Saved data entries:
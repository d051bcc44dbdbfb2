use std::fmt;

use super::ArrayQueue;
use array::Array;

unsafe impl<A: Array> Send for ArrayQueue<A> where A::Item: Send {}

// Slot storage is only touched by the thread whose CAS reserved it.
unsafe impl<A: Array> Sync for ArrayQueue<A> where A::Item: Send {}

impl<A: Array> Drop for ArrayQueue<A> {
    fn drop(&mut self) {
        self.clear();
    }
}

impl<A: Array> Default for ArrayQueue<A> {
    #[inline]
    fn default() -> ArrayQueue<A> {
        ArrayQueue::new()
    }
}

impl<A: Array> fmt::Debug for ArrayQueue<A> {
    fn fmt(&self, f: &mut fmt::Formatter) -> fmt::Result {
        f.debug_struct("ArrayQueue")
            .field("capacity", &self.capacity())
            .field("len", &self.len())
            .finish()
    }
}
* * *
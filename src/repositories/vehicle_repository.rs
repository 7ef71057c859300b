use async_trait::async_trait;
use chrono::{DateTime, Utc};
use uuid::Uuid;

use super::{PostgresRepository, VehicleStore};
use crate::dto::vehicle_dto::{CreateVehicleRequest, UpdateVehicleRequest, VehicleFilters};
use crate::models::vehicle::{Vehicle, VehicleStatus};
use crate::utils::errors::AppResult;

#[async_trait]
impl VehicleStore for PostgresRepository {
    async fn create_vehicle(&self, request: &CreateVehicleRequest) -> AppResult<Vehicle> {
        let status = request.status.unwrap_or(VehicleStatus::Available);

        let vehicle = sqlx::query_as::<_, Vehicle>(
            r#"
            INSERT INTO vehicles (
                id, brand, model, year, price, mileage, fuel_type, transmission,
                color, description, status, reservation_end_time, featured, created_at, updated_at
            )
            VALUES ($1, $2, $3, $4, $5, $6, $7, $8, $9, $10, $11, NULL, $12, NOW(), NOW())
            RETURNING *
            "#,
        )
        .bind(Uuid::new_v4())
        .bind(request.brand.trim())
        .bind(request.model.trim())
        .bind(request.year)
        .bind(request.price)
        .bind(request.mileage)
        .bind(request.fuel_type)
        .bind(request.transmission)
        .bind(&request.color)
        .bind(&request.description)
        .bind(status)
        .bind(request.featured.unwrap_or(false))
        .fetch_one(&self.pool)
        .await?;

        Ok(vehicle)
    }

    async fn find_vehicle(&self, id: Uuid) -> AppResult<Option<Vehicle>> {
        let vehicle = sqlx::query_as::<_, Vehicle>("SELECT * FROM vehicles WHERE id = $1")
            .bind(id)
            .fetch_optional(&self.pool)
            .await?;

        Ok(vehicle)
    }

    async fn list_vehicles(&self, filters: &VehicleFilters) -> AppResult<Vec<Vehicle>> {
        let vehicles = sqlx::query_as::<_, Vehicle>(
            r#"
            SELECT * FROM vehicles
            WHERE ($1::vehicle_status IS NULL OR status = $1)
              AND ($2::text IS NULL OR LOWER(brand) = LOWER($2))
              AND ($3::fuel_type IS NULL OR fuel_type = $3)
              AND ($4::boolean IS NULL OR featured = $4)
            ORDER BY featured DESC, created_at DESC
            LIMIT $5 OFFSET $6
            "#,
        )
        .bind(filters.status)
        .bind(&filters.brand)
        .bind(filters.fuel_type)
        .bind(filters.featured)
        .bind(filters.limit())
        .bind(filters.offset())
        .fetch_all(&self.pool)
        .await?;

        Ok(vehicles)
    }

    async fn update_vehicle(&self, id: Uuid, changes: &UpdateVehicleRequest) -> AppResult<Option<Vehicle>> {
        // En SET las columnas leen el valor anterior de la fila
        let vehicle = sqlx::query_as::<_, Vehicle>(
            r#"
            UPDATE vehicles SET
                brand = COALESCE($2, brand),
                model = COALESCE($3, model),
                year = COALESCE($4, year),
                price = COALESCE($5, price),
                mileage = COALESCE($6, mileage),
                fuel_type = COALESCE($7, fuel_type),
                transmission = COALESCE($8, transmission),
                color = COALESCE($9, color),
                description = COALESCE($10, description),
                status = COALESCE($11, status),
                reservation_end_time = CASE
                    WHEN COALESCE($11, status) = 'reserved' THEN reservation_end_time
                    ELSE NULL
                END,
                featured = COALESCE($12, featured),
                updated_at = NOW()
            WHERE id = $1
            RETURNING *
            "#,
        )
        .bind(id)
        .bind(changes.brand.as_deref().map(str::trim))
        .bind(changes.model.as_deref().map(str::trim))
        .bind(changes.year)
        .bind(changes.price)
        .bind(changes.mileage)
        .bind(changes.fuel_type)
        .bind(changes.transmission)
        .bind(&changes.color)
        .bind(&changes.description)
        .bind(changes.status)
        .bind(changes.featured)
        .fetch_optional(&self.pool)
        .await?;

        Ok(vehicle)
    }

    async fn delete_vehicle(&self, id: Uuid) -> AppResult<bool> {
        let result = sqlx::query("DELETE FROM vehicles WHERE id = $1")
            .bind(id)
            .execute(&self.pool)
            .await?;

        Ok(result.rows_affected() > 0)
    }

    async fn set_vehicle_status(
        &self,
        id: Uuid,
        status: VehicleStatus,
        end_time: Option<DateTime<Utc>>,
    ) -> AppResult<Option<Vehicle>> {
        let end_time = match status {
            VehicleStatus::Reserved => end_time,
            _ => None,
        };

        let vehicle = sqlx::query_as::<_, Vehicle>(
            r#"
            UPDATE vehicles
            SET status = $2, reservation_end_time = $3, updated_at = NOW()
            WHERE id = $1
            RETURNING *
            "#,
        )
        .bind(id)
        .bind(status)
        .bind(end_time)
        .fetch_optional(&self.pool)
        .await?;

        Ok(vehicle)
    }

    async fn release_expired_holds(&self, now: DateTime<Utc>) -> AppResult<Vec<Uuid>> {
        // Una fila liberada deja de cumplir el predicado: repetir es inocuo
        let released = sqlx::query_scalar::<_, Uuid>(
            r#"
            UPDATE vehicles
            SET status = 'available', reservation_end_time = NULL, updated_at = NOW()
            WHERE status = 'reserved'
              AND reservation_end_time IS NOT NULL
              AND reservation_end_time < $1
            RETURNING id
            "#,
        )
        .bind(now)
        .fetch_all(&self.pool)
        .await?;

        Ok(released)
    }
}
--
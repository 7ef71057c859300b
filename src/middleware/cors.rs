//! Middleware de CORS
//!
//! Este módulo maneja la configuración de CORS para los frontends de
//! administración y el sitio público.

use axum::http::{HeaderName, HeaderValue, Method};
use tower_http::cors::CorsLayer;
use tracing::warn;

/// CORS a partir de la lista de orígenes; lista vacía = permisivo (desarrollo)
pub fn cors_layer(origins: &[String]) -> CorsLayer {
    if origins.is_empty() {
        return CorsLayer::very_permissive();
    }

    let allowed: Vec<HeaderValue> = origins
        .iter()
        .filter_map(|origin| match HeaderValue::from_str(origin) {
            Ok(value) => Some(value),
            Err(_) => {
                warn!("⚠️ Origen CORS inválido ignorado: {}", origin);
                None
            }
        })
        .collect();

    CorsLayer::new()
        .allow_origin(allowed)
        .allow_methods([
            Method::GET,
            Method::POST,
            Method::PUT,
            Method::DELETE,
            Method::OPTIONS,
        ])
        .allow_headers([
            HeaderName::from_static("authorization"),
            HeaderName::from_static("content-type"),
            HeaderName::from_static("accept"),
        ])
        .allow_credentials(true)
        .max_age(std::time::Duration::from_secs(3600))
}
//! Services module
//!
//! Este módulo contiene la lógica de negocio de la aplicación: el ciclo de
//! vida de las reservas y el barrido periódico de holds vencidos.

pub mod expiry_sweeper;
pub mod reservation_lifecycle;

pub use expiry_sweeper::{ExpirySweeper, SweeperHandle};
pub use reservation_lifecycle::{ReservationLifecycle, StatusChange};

* _Exercise aim_: Using the entries above, return each line in which the word "VehicleFilters" occurs.

* _Output_:
use crate::dto::vehicle_dto::{CreateVehicleRequest, UpdateVehicleRequest, VehicleFilters};
    async fn list_vehicles(&self, filters: &VehicleFilters) -> AppResult<Vec<Vehicle>> {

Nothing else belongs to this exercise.